The data from this sCR cohort support previous studies, indicating that miRAMM is a more analytically sensitive method to detect M-proteins than electrophoresis.15 Although being more sensitive, the detection of M-protein at a single time point did not correlate with PFS for this relatively small non-homogeneous cohort. A confounding factor to in our data is the half-life of M-protein in blood (average 21–25 days for IgG and 7–14 days for IgA), which would cause a time lag between tumor lysis and M-protein decrease; an effect which becomes more pronounce at lower total Ig concentrations.18 Patients with IgA M-proteins and lower M-proteins concentrations pre-ASCT would need a shorter time interval to clear circulating M-protein from blood than IgG M-proteins with high levels pre-ASCT. This was supported by the day 100 results in which the three miRAMM-negative patients were all IgA patients (shorter half-life than IgG) with non-quantifiable M-protein pre-ASCT. By ~12 months, IgA and IgG were equally as likely to be miRAMM negative. Therefore, the timing of the evaluation by this method, or any sensitive blood method, needs to be carefully considered. Although Ig recycling can delay the clearance of the M-protein, it cannot cause the M-protein to increase or remain constant. Hence, the change in serial miRAMM M-protein measurements can aid in detecting active M-protein production. Thus, the finding of this study demonstrating that increases in the miRAMM M-protein intensity were correlated with shorter PFS is not surprising. miRAMM is well suited for serial sampling due to its cost-effective, less-invasive nature in comparison with BM aspiration. Further work in this area should focus on defining the biological and analytic variability of low level miRAMM M-proteins so that the clinical significance of changes in miRAMM M-protein intensity can be accurately defined. The results of this study highlight the recent recommendations from the IMWG consensus criteria for response and MRD in multiple myeloma.10 In their recommendation, the group states that the development of peripheral blood-based monitoring should be the ultimate goal as it would allow for serial sampling without the trauma of repeated BM aspirations and assure complete eradication of the tumor by assessment of the extramedullary compartment which is not evaluated by BM biopsy.

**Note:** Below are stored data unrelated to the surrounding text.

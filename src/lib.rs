//! # polycure - Formulation Batch Enrichment
//!
//! `polycure` turns the measured inputs of a polymer-curing formulation batch
//! into a tree of derived physicochemical quantities: moles, molar ratios,
//! mole and weight percentages, and initiator concentrations.
//!
//! ## Key Features
//!
//! - **Compound table**: SMILES-keyed densities and molecular weights, checked
//!   for duplicate keys at load and for completeness before any math runs.
//!
//! - **One sample model**: every compound instance is a [`chemistry::Sample`]
//!   tagged with a [`chemistry::Role`]; role formulas are free functions.
//!
//! - **Decision-table ingestion**: every combination of name, SMILES, mass and
//!   volume presence maps to keep, skip, or a named row defect.
//!
//! - **Fail-fast batches**: an unsupported workbook version, an unknown
//!   compound, or a malformed row aborts the batch with no partial output.
//!
//! ## Quick Start
//!
//! ```rust,no_run
//! use polycure::prelude::*;
//! use std::path::Path;
//!
//! # fn main() -> Result<(), Box<dyn std::error::Error>> {
//! let db = CompoundDatabase::from_csv_file("compounds.csv")?;
//! let workbook = load_batch_dir(Path::new("batch-042"))?;
//!
//! let mut assembler = BatchAssembler::new(&db, ValidationReport::new("batch-042"));
//! let experiment = assembler.assemble(&workbook)?;
//!
//! let envelope = ExtractionEnvelope::new(experiment);
//! println!("{}", serde_json::to_string_pretty(&envelope)?);
//! # Ok(())
//! # }
//! ```
//!
//! ## Architecture
//!
//! - [`chemistry`]: compound table, samples, role formulas
//! - [`ingest`]: raw sheet rows to validated rows and procedure blocks
//! - [`batch`]: batch-wide validation and the derived-metadata tree
//! - [`report`]: injected sink receiving every validation check
//! - [`workbook`]: batch directories exported as CSV sheets
//! - [`schema`]: sheet titles, column names and constants
//!
//! ## Units
//!
//! | Quantity | Input | Internal |
//! |----------|-------|----------|
//! | mass | g or mg | g |
//! | volume | μL | mL |
//! | density | | g/mL |
//! | molecular weight | | g/mol |

// Documentation lints - enforce complete documentation for publication
#![deny(missing_docs)]
#![deny(rustdoc::missing_crate_level_docs)]

pub mod batch;
pub mod chemistry;
pub mod ingest;
pub mod report;
pub mod schema;
pub mod workbook;

/// Re-export commonly used types for convenience
pub mod prelude {
    pub use crate::batch::{
        check_version, BatchAssembler, BatchError, BatchInputs, Category, DerivedInputs,
        Experiment, ExtractionEnvelope, Workbook, WorkbookProperties,
    };
    pub use crate::chemistry::{
        ChemistryError, CompoundDatabase, CompoundRecord, InitiatorRole, Role, Sample,
    };
    pub use crate::ingest::{CellValue, IngestError, RawSheet, Row, SheetIngestor};
    pub use crate::report::{LogSink, ReportSink, SheetTally, ValidationCheck, ValidationReport};
    pub use crate::workbook::{load_batch_dir, BatchManifest, WorkbookError};
}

BM MRD status provides potentially important information not achievable by this method such as tumor clone evolution, cellular immune system reconstitution and direct detection of plasma cells. BM MRD is also not confounded by Ig half-lives. Hence, we do not see this method as substitute for BM MRD but rather as method to follow CR patients or as a companion method to accurately time BM MRD measurements. We acknowledge that miRAMM M-protein measurements may be subject to same limitations as other M-protein measurements such as in non-secretory myeloma. Other limitations of this study include a small sample size, limited follow-up, and inclusion of only patients with intact M-proteins rather than including patients with Bence Jones myeloma. Despite these limitations, our study provides compelling preliminary evidence that this simple MS-based test can serve as an assay that extends the current value of monitoring M-proteins beyond that of FLC, serum and urine IFE, and that serial sampling of patients can provide information on active M-protein production. Future studies evaluating the miRAMM method should also consider serial sampling with absolute quantification by miRAMM as opposed to the relative concentrations.